**TASK OBJECTIVE:**
Please write out, exactly as they appear, the line containing "for key in keys" and every line after it to the end of the records, and nothing more.

**SOURCE MATERIAL:**

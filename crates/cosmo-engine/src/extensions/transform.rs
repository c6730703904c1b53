// extensions/transform.rs
//
// Transform hierarchy extension: tracks parent-child relationships by EntityId.
// Decoupled from Node/Scene internals.
//
// Usage:
//   let mut graph = TransformGraph::new();
//   graph.attach(child_id, parent_id, LocalTransform::new().with_offset(v));
//   graph.propagate(&mut scene);  // children follow their parent's world transform
//
// Roots keep whatever transform the game wrote into the Scene; only descendants
// are recomputed.

use std::collections::HashMap;
use glam::{Quat, Vec3};
use crate::api::types::EntityId;
use crate::core::scene::Scene;

/// Local transform data for nodes in a hierarchy.
#[derive(Debug, Clone, Copy, PartialEq)]
pub struct LocalTransform {
    /// Position relative to parent.
    pub offset: Vec3,
    /// Rotation relative to parent.
    pub rotation: Quat,
    /// Scale relative to parent.
    pub scale: Vec3,
}

impl Default for LocalTransform {
    fn default() -> Self {
        Self {
            offset: Vec3::ZERO,
            rotation: Quat::IDENTITY,
            scale: Vec3::ONE,
        }
    }
}

impl LocalTransform {
    pub fn new() -> Self {
        Self::default()
    }

    pub fn with_offset(mut self, offset: Vec3) -> Self {
        self.offset = offset;
        self
    }

    pub fn with_rotation(mut self, rotation: Quat) -> Self {
        self.rotation = rotation;
        self
    }

    pub fn with_scale(mut self, scale: Vec3) -> Self {
        self.scale = scale;
        self
    }

    pub fn with_uniform_scale(mut self, scale: f32) -> Self {
        self.scale = Vec3::splat(scale);
        self
    }

    /// Spin about the local Y axis.
    pub fn spin_y(&mut self, radians: f32) {
        self.rotation = (self.rotation * Quat::from_rotation_y(radians)).normalize();
    }
}

#[derive(Debug, Clone, Default)]
struct TransformNode {
    parent: Option<EntityId>,
    children: Vec<EntityId>,
    local: LocalTransform,
}

/// Transform hierarchy graph: manages parent-child relationships.
///
/// Exists separately from Scene. Games that need hierarchy create this
/// alongside their Scene.
#[derive(Debug, Default)]
pub struct TransformGraph {
    nodes: HashMap<EntityId, TransformNode>,
    /// Nodes with no parent (top-level), in registration order.
    roots: Vec<EntityId>,
}

impl TransformGraph {
    pub fn new() -> Self {
        Self::default()
    }

    /// Register a top-level node.
    pub fn register(&mut self, id: EntityId) {
        self.nodes.entry(id).or_default();
        if !self.roots.contains(&id) && self.get_parent(id).is_none() {
            self.roots.push(id);
        }
    }

    /// Register `child` under `parent` with the given local transform.
    pub fn attach(&mut self, child: EntityId, parent: EntityId, local: LocalTransform) {
        self.register(parent);
        self.nodes.entry(child).or_default().local = local;
        self.set_parent(child, Some(parent));
    }

    /// Set the parent of a node. Pass `None` to make it a root.
    pub fn set_parent(&mut self, child: EntityId, parent: Option<EntityId>) {
        self.nodes.entry(child).or_default();
        if let Some(p) = parent {
            self.nodes.entry(p).or_default();
        }

        if let Some(old_parent) = self.nodes.get(&child).and_then(|n| n.parent) {
            if let Some(old_node) = self.nodes.get_mut(&old_parent) {
                old_node.children.retain(|&c| c != child);
            }
        }

        if let Some(node) = self.nodes.get_mut(&child) {
            node.parent = parent;
        }

        if let Some(p) = parent {
            if let Some(parent_node) = self.nodes.get_mut(&p) {
                if !parent_node.children.contains(&child) {
                    parent_node.children.push(child);
                }
            }
            self.roots.retain(|&r| r != child);
        } else if !self.roots.contains(&child) {
            self.roots.push(child);
        }
    }

    pub fn get_local(&self, id: EntityId) -> Option<&LocalTransform> {
        self.nodes.get(&id).map(|n| &n.local)
    }

    pub fn get_local_mut(&mut self, id: EntityId) -> Option<&mut LocalTransform> {
        self.nodes.get_mut(&id).map(|n| &mut n.local)
    }

    pub fn get_parent(&self, id: EntityId) -> Option<EntityId> {
        self.nodes.get(&id).and_then(|n| n.parent)
    }

    pub fn get_children(&self, id: EntityId) -> Option<&[EntityId]> {
        self.nodes.get(&id).map(|n| n.children.as_slice())
    }

    /// Walk from every root down, writing `parent_world ∘ local` into each
    /// descendant's scene node.
    pub fn propagate(&self, scene: &mut Scene) {
        for &root in &self.roots {
            let Some(node) = scene.get(root) else { continue };
            let (pos, rot, scale) = (node.pos, node.rotation, node.scale);
            self.propagate_children(root, pos, rot, scale, scene);
        }
    }

    fn propagate_children(
        &self,
        id: EntityId,
        parent_pos: Vec3,
        parent_rot: Quat,
        parent_scale: Vec3,
        scene: &mut Scene,
    ) {
        let Some(node) = self.nodes.get(&id) else { return };
        for &child in &node.children {
            let Some(child_node) = self.nodes.get(&child) else { continue };
            let local = &child_node.local;

            let world_pos = parent_pos + parent_rot * (parent_scale * local.offset);
            let world_rot = (parent_rot * local.rotation).normalize();
            let world_scale = parent_scale * local.scale;

            if let Some(n) = scene.get_mut(child) {
                n.pos = world_pos;
                n.rotation = world_rot;
                n.scale = world_scale;
            }

            self.propagate_children(child, world_pos, world_rot, world_scale, scene);
        }
    }

    /// Number of nodes in the hierarchy.
    pub fn len(&self) -> usize {
        self.nodes.len()
    }

    pub fn is_empty(&self) -> bool {
        self.nodes.is_empty()
    }

    pub fn clear(&mut self) {
        self.nodes.clear();
        self.roots.clear();
    }
}
/// SharedArrayBuffer layout.
/// Must stay in sync with TypeScript `protocol.ts`.
///
/// Layout (all values in f32 / 4 bytes):
/// ```text
/// [Header: 16 floats]
/// [Instances: max_instances × 28 floats]
/// [Guides: max_guide_vertices × 7 floats]
/// [Events: max_events × 4 floats]
/// ```
///
/// Capacities are written once into the header at init.
/// TypeScript reads them from the header to compute offsets dynamically.
/// Mesh geometry and the camera uniform travel through their own pointers,
/// not through this buffer.

use crate::api::game::GameConfig;

/// Number of floats in the header section.
pub const HEADER_FLOATS: usize = 16;

/// Header field indices.
pub const HEADER_LOCK: usize = 0;
pub const HEADER_FRAME_COUNTER: usize = 1;
pub const HEADER_MAX_INSTANCES: usize = 2;
pub const HEADER_INSTANCE_COUNT: usize = 3;
pub const HEADER_BLEND_SPLIT: usize = 4;
pub const HEADER_MAX_GUIDE_VERTICES: usize = 5;
pub const HEADER_GUIDE_VERTEX_COUNT: usize = 6;
pub const HEADER_VIEWPORT_WIDTH: usize = 7;
pub const HEADER_VIEWPORT_HEIGHT: usize = 8;
pub const HEADER_MAX_EVENTS: usize = 9;
pub const HEADER_EVENT_COUNT: usize = 10;
pub const HEADER_PROTOCOL_VERSION: usize = 11;
pub const HEADER_SIM_TIME: usize = 12;
pub const HEADER_BLOOM_ENABLED: usize = 13;
pub const HEADER_TEXTURE_EPOCH: usize = 14;
pub const HEADER_RESERVED: usize = 15;

/// Protocol version written into the header.
pub const PROTOCOL_VERSION: f32 = 2.0;

/// Floats per render instance (wire format — never changes).
pub const INSTANCE_FLOATS: usize = 28;

/// Floats per guide vertex: x, y, z, r, g, b, a (wire format — never changes).
pub const GUIDE_VERTEX_FLOATS: usize = 7;

/// Floats per game event: kind, a, b, c (wire format — never changes).
pub const EVENT_FLOATS: usize = 4;

/// Runtime-computed buffer layout.
#[derive(Debug, Clone, PartialEq)]
pub struct ProtocolLayout {
    /// Maximum render instances.
    pub max_instances: usize,
    /// Maximum orbit-guide vertices.
    pub max_guide_vertices: usize,
    /// Maximum game events per frame.
    pub max_events: usize,

    /// Size of instance data section in floats.
    pub instance_data_floats: usize,
    /// Size of guide data section in floats.
    pub guide_data_floats: usize,
    /// Size of event data section in floats.
    pub event_data_floats: usize,

    /// Offset (in floats) where instance data begins.
    pub instance_data_offset: usize,
    /// Offset (in floats) where guide data begins.
    pub guide_data_offset: usize,
    /// Offset (in floats) where event data begins.
    pub event_data_offset: usize,

    /// Total buffer size in floats.
    pub buffer_total_floats: usize,
    /// Total buffer size in bytes.
    pub buffer_total_bytes: usize,
}

impl ProtocolLayout {
    /// Compute layout from raw capacity values.
    pub fn new(max_instances: usize, max_guide_vertices: usize, max_events: usize) -> Self {
        let instance_data_floats = max_instances * INSTANCE_FLOATS;
        let guide_data_floats = max_guide_vertices * GUIDE_VERTEX_FLOATS;
        let event_data_floats = max_events * EVENT_FLOATS;

        let instance_data_offset = HEADER_FLOATS;
        let guide_data_offset = instance_data_offset + instance_data_floats;
        let event_data_offset = guide_data_offset + guide_data_floats;

        let buffer_total_floats = event_data_offset + event_data_floats;
        let buffer_total_bytes = buffer_total_floats * 4;

        Self {
            max_instances,
            max_guide_vertices,
            max_events,
            instance_data_floats,
            guide_data_floats,
            event_data_floats,
            instance_data_offset,
            guide_data_offset,
            event_data_offset,
            buffer_total_floats,
            buffer_total_bytes,
        }
    }

    /// Compute layout from a GameConfig.
    pub fn from_config(config: &GameConfig) -> Self {
        Self::new(config.max_instances, config.max_guide_vertices, config.max_events)
    }
}
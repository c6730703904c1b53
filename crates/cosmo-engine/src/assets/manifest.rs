use serde::{Deserialize, Serialize};

/// Asset manifest describing every texture a game wants, in load-priority order.
/// Loaded from JSON at runtime or built in code.
#[derive(Debug, Clone, Default, Serialize, Deserialize)]
pub struct AssetManifest {
    /// Textures, highest priority first.
    #[serde(default)]
    pub textures: Vec<TextureDescriptor>,
}

/// Describes a single texture and where to fetch it from.
#[derive(Debug, Clone, PartialEq, Serialize, Deserialize)]
pub struct TextureDescriptor {
    /// Lookup key (e.g., "earth_day").
    pub key: String,
    /// Candidate URLs, tried in order until one loads.
    #[serde(default)]
    pub sources: Vec<String>,
    /// Inner/outer `#RRGGBB` colors of the gradient used when every source fails.
    #[serde(default)]
    pub placeholder: Option<[String; 2]>,
    /// Color data (sRGB). False for normal and specular maps.
    #[serde(default = "default_srgb")]
    pub srgb: bool,
}

fn default_srgb() -> bool {
    true
}

impl TextureDescriptor {
    pub fn new(key: impl Into<String>) -> Self {
        Self {
            key: key.into(),
            sources: Vec::new(),
            placeholder: None,
            srgb: true,
        }
    }

    /// Append a candidate URL. Empty strings are skipped.
    pub fn with_source(mut self, url: impl Into<String>) -> Self {
        let url = url.into();
        if !url.is_empty() {
            self.sources.push(url);
        }
        self
    }

    pub fn with_placeholder(mut self, inner: impl Into<String>, outer: impl Into<String>) -> Self {
        self.placeholder = Some([inner.into(), outer.into()]);
        self
    }

    pub fn with_srgb(mut self, srgb: bool) -> Self {
        self.srgb = srgb;
        self
    }
}

impl AssetManifest {
    /// Parse a manifest from a JSON string.
    pub fn from_json(json: &str) -> Result<Self, serde_json::Error> {
        serde_json::from_str(json)
    }

    pub fn push(&mut self, texture: TextureDescriptor) {
        self.textures.push(texture);
    }

    pub fn get(&self, key: &str) -> Option<&TextureDescriptor> {
        self.textures.iter().find(|t| t.key == key)
    }

    /// Move the named textures to the front, keeping the given order.
    /// Unknown keys are ignored.
    pub fn prioritize(&mut self, keys: &[&str]) {
        let mut front = Vec::with_capacity(keys.len());
        for key in keys {
            if let Some(i) = self.textures.iter().position(|t| t.key == *key) {
                front.push(self.textures.remove(i));
            }
        }
        front.append(&mut self.textures);
        self.textures = front;
    }
}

**WRITTEN SOLUTION:**
        for key in keys {
            if let Some(i) = self.textures.iter().position(|t| t.key == *key) {
                front.push(self.textures.remove(i));
            }
        }
        front.append(&mut self.textures);
        self.textures = front;
    }
}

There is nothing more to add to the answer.